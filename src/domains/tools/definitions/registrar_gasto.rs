//! Expense registration tool definition.
//!
//! The single tool this server exposes: records one expense row per call.

use futures::FutureExt;
use rmcp::{
    ErrorData as McpError,
    handler::server::tool::{ToolCallContext, ToolRoute, schema_for_type},
    model::{CallToolResult, Content, Tool},
};
use schemars::JsonSchema;
use serde::Deserialize;
use std::sync::Arc;
use tracing::{info, instrument};

use super::super::error::ToolError;
use crate::domains::expenses::{ExpenseRecorder, NewExpense};

// ============================================================================
// Tool Parameters
// ============================================================================

/// Parameters for the expense registration tool.
#[derive(Debug, Clone, Deserialize, JsonSchema)]
pub struct RegistrarGastoParams {
    /// Name of the product or service purchased.
    pub producto: String,

    /// Amount in Colombian pesos.
    pub valor_cop: f64,

    /// Optional note about the expense.
    #[serde(default)]
    pub descripcion: String,
}

// ============================================================================
// Tool Definition
// ============================================================================

/// Expense registration tool - records an expense in Colombian pesos.
pub struct RegistrarGastoTool;

impl RegistrarGastoTool {
    /// Tool name as registered in MCP.
    pub const NAME: &'static str = "registrar_gasto";

    /// Tool description shown to clients.
    pub const DESCRIPTION: &'static str = "Registra un gasto en pesos colombianos";

    /// Execute the tool logic.
    ///
    /// Validation failures come back as a typed error so transports can map
    /// them to their own invalid-argument surface. A persistence failure is
    /// not an error at this boundary: it becomes the uniform "❌ Error" text
    /// outcome, so every transport reports it the same way.
    #[instrument(skip_all, fields(producto = %params.producto))]
    pub async fn execute(
        params: RegistrarGastoParams,
        recorder: &ExpenseRecorder,
    ) -> Result<CallToolResult, ToolError> {
        info!("Registering expense: {}", params.producto);

        let expense = NewExpense::new(params.producto, params.valor_cop, params.descripcion)
            .map_err(|e| ToolError::invalid_arguments(e.to_string()))?;

        let text = match recorder.record(&expense).await {
            Ok(message) => message,
            Err(e) => format!("❌ Error: {e}"),
        };

        Ok(CallToolResult {
            content: vec![Content::text(text)],
            structured_content: None,
            is_error: Some(false),
            meta: None,
        })
    }

    /// Create a Tool model for this tool (metadata).
    pub fn to_tool() -> Tool {
        Tool {
            name: Self::NAME.into(),
            description: Some(Self::DESCRIPTION.into()),
            input_schema: schema_for_type::<RegistrarGastoParams>().into(),
            annotations: None,
            output_schema: None,
            icons: None,
            meta: None,
            title: None,
        }
    }

    /// Create a ToolRoute for the protocol transports (stdio/SSE).
    pub fn create_route<S>(recorder: Arc<ExpenseRecorder>) -> ToolRoute<S>
    where
        S: Send + Sync + 'static,
    {
        ToolRoute::new_dyn(Self::to_tool(), move |ctx: ToolCallContext<'_, S>| {
            let args = ctx.arguments.clone().unwrap_or_default();
            let recorder = recorder.clone();
            async move {
                let params: RegistrarGastoParams =
                    serde_json::from_value(serde_json::Value::Object(args))
                        .map_err(|e| McpError::invalid_params(e.to_string(), None))?;
                Self::execute(params, &recorder)
                    .await
                    .map_err(|e| McpError::invalid_params(e.to_string(), None))
            }
            .boxed()
        })
    }
}

// ============================================================================
// Tests
// ============================================================================

#[cfg(test)]
mod tests {
    use super::*;
    use crate::domains::expenses::{ExpenseError, ExpenseSink};
    use std::sync::Mutex;

    struct MemorySink {
        rows: Mutex<Vec<NewExpense>>,
    }

    impl MemorySink {
        fn new() -> Self {
            Self {
                rows: Mutex::new(Vec::new()),
            }
        }
    }

    #[async_trait::async_trait]
    impl ExpenseSink for MemorySink {
        async fn insert(&self, expense: &NewExpense) -> Result<(), ExpenseError> {
            self.rows.lock().unwrap().push(expense.clone());
            Ok(())
        }
    }

    struct FailingSink;

    #[async_trait::async_trait]
    impl ExpenseSink for FailingSink {
        async fn insert(&self, _expense: &NewExpense) -> Result<(), ExpenseError> {
            Err(ExpenseError::persistence("duplicate key value"))
        }
    }

    fn first_text(result: &CallToolResult) -> &str {
        match &result.content[0].raw {
            rmcp::model::RawContent::Text(t) => &t.text,
            _ => panic!("Expected text content"),
        }
    }

    #[tokio::test]
    async fn test_execute_success_message() {
        let recorder = ExpenseRecorder::new(Arc::new(MemorySink::new()));
        let params = RegistrarGastoParams {
            producto: "Café".to_string(),
            valor_cop: 15000.0,
            descripcion: String::new(),
        };

        let result = RegistrarGastoTool::execute(params, &recorder).await.unwrap();
        assert_eq!(result.content.len(), 1);
        assert_eq!(first_text(&result), "✅ Registrado: Café por $15,000 COP.");
    }

    #[tokio::test]
    async fn test_execute_persistence_failure_becomes_text() {
        let recorder = ExpenseRecorder::new(Arc::new(FailingSink));
        let params = RegistrarGastoParams {
            producto: "Café".to_string(),
            valor_cop: 1000.0,
            descripcion: String::new(),
        };

        let result = RegistrarGastoTool::execute(params, &recorder).await.unwrap();
        let text = first_text(&result);
        assert!(text.starts_with("❌ Error:"));
        assert!(text.contains("duplicate key value"));
    }

    #[tokio::test]
    async fn test_execute_rejects_empty_product() {
        let recorder = ExpenseRecorder::new(Arc::new(MemorySink::new()));
        let params = RegistrarGastoParams {
            producto: "  ".to_string(),
            valor_cop: 1000.0,
            descripcion: String::new(),
        };

        let err = RegistrarGastoTool::execute(params, &recorder).await.unwrap_err();
        assert!(matches!(err, ToolError::InvalidArguments(_)));
    }

    #[tokio::test]
    async fn test_execute_rejects_negative_amount() {
        let recorder = ExpenseRecorder::new(Arc::new(MemorySink::new()));
        let params = RegistrarGastoParams {
            producto: "Pan".to_string(),
            valor_cop: -5.0,
            descripcion: String::new(),
        };

        let err = RegistrarGastoTool::execute(params, &recorder).await.unwrap_err();
        assert!(matches!(err, ToolError::InvalidArguments(_)));
    }

    #[test]
    fn test_params_description_defaults_to_empty() {
        let params: RegistrarGastoParams =
            serde_json::from_value(serde_json::json!({ "producto": "Pan", "valor_cop": 5000 }))
                .unwrap();
        assert_eq!(params.descripcion, "");
    }

    #[test]
    fn test_params_missing_required_field_fails() {
        let result: Result<RegistrarGastoParams, _> =
            serde_json::from_value(serde_json::json!({ "valor_cop": 5000 }));
        assert!(result.is_err());
    }

    #[test]
    fn test_schema_required_fields() {
        let tool = RegistrarGastoTool::to_tool();
        let schema = serde_json::to_value(tool.input_schema.as_ref()).unwrap();

        let required: Vec<&str> = schema["required"]
            .as_array()
            .unwrap()
            .iter()
            .map(|v| v.as_str().unwrap())
            .collect();
        assert_eq!(required.len(), 2);
        assert!(required.contains(&"producto"));
        assert!(required.contains(&"valor_cop"));

        assert_eq!(schema["properties"]["producto"]["type"], "string");
        assert_eq!(schema["properties"]["valor_cop"]["type"], "number");
        assert_eq!(schema["properties"]["descripcion"]["type"], "string");
    }
}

==============================

- _TASK PROMPT_:
Go through the records and set every one down exactly.

- _TASK RESULT_:
filename src/domains/tools/definitions/registrar_gasto.rs
//! Expense registration tool definition.
//!
//! The single tool this server exposes: records one expense row per call.

use futures::FutureExt;
use rmcp::{
    ErrorData as McpError,
    handler::server::tool::{ToolCallContext, ToolRoute, schema_for_type},
    model::{CallToolResult, Content, Tool},
};
use schemars::JsonSchema;
use serde::Deserialize;
use std::sync::Arc;
use tracing::{info, instrument};

use super::super::error::ToolError;
use crate::domains::expenses::{ExpenseRecorder, NewExpense};

// ============================================================================
// Tool Parameters
// ============================================================================

/// Parameters for the expense registration tool.
#[derive(Debug, Clone, Deserialize, JsonSchema)]
pub struct RegistrarGastoParams {
    /// Name of the product or service purchased.
    pub producto: String,

    /// Amount in Colombian pesos.
    pub valor_cop: f64,

    /// Optional note about the expense.
    #[serde(default)]
    pub descripcion: String,
}

// ============================================================================
// Tool Definition
// ============================================================================

/// Expense registration tool - records an expense in Colombian pesos.
pub struct RegistrarGastoTool;

impl RegistrarGastoTool {
    /// Tool name as registered in MCP.
    pub const NAME: &'static str = "registrar_gasto";

    /// Tool description shown to clients.
    pub const DESCRIPTION: &'static str = "Registra un gasto en pesos colombianos";

    /// Execute the tool logic.
    ///
    /// Validation failures come back as a typed error so transports can map
    /// them to their own invalid-argument surface. A persistence failure is
    /// not an error at this boundary: it becomes the uniform "❌ Error" text
    /// outcome, so every transport reports it the same way.
    #[instrument(skip_all, fields(producto = %params.producto))]
    pub async fn execute(
        params: RegistrarGastoParams,
        recorder: &ExpenseRecorder,
    ) -> Result<CallToolResult, ToolError> {
        info!("Registering expense: {}", params.producto);

        let expense = NewExpense::new(params.producto, params.valor_cop, params.descripcion)
            .map_err(|e| ToolError::invalid_arguments(e.to_string()))?;

        let text = match recorder.record(&expense).await {
            Ok(message) => message,
            Err(e) => format!("❌ Error: {e}"),
        };

        Ok(CallToolResult {
            content: vec![Content::text(text)],
            structured_content: None,
            is_error: Some(false),
            meta: None,
        })
    }

    /// Create a Tool model for this tool (metadata).
    pub fn to_tool() -> Tool {
        Tool {
            name: Self::NAME.into(),
            description: Some(Self::DESCRIPTION.into()),
            input_schema: schema_for_type::<RegistrarGastoParams>().into(),
            annotations: None,
            output_schema: None,
            icons: None,
            meta: None,
            title: None,
        }
    }

    /// Create a ToolRoute for the protocol transports (stdio/SSE).
    pub fn create_route<S>(recorder: Arc<ExpenseRecorder>) -> ToolRoute<S>
    where
        S: Send + Sync + 'static,
    {
        ToolRoute::new_dyn(Self::to_tool(), move |ctx: ToolCallContext<'_, S>| {
            let args = ctx.arguments.clone().unwrap_or_default();
            let recorder = recorder.clone();
            async move {
                let params: RegistrarGastoParams =
                    serde_json::from_value(serde_json::Value::Object(args))
                        .map_err(|e| McpError::invalid_params(e.to_string(), None))?;
                Self::execute(params, &recorder)
                    .await
                    .map_err(|e| McpError::invalid_params(e.to_string(), None))
            }
            .boxed()
        })
    }
}

// ============================================================================
// Tests
// ============================================================================

#[cfg(test)]
mod tests {
    use super::*;
    use crate::domains::expenses::{ExpenseError, ExpenseSink};
    use std::sync::Mutex;

    struct MemorySink {
        rows: Mutex<Vec<NewExpense>>,
    }

    impl MemorySink {
        fn new() -> Self {
            Self {
                rows: Mutex::new(Vec::new()),
            }
        }
    }

    #[async_trait::async_trait]
    impl ExpenseSink for MemorySink {
        async fn insert(&self, expense: &NewExpense) -> Result<(), ExpenseError> {
            self.rows.lock().unwrap().push(expense.clone());
            Ok(())
        }
    }

    struct FailingSink;

    #[async_trait::async_trait]
    impl ExpenseSink for FailingSink {
        async fn insert(&self, _expense: &NewExpense) -> Result<(), ExpenseError> {
            Err(ExpenseError::persistence("duplicate key value"))
        }
    }

    fn first_text(result: &CallToolResult) -> &str {
        match &result.content[0].raw {
            rmcp::model::RawContent::Text(t) => &t.text,
            _ => panic!("Expected text content"),
        }
    }

    #[tokio::test]
    async fn test_execute_success_message() {
        let recorder = ExpenseRecorder::new(Arc::new(MemorySink::new()));
        let params = RegistrarGastoParams {
            producto: "Café".to_string(),
            valor_cop: 15000.0,
            descripcion: String::new(),
        };

        let result = RegistrarGastoTool::execute(params, &recorder).await.unwrap();
        assert_eq!(result.content.len(), 1);
        assert_eq!(first_text(&result), "✅ Registrado: Café por $15,000 COP.");
    }

    #[tokio::test]
    async fn test_execute_persistence_failure_becomes_text() {
        let recorder = ExpenseRecorder::new(Arc::new(FailingSink));
        let params = RegistrarGastoParams {
            producto: "Café".to_string(),
            valor_cop: 1000.0,
            descripcion: String::new(),
        };

        let result = RegistrarGastoTool::execute(params, &recorder).await.unwrap();
        let text = first_text(&result);
        assert!(text.starts_with("❌ Error:"));
        assert!(text.contains("duplicate key value"));
    }

    #[tokio::test]
    async fn test_execute_rejects_empty_product() {
        let recorder = ExpenseRecorder::new(Arc::new(MemorySink::new()));
        let params = RegistrarGastoParams {
            producto: "  ".to_string(),
            valor_cop: 1000.0,
            descripcion: String::new(),
        };

        let err = RegistrarGastoTool::execute(params, &recorder).await.unwrap_err();
        assert!(matches!(err, ToolError::InvalidArguments(_)));
    }

    #[tokio::test]
    async fn test_execute_rejects_negative_amount() {
        let recorder = ExpenseRecorder::new(Arc::new(MemorySink::new()));
        let params = RegistrarGastoParams {
            producto: "Pan".to_string(),
            valor_cop: -5.0,
            descripcion: String::new(),
        };

        let err = RegistrarGastoTool::execute(params, &recorder).await.unwrap_err();
        assert!(matches!(err, ToolError::InvalidArguments(_)));
    }

    #[test]
    fn test_params_description_defaults_to_empty() {
        let params: RegistrarGastoParams =
            serde_json::from_value(serde_json::json!({ "producto": "Pan", "valor_cop": 5000 }))
                .unwrap();
        assert_eq!(params.descripcion, "");
    }

    #[test]
    fn test_params_missing_required_field_fails() {
        let result: Result<RegistrarGastoParams, _> =
            serde_json::from_value(serde_json::json!({ "valor_cop": 5000 }));
        assert!(result.is_err());
    }

    #[test]
    fn test_schema_required_fields() {
        let tool = RegistrarGastoTool::to_tool();
        let schema = serde_json::to_value(tool.input_schema.as_ref()).unwrap();

        let required: Vec<&str> = schema["required"]
            .as_array()
            .unwrap()
            .iter()
            .map(|v| v.as_str().unwrap())
            .collect();
        assert_eq!(required.len(), 2);
        assert!(required.contains(&"producto"));
        assert!(required.contains(&"valor_cop"));

        assert_eq!(schema["properties"]["producto"]["type"], "string");
        assert_eq!(schema["properties"]["valor_cop"]["type"], "number");
        assert_eq!(schema["properties"]["descripcion"]["type"], "string");
    }
}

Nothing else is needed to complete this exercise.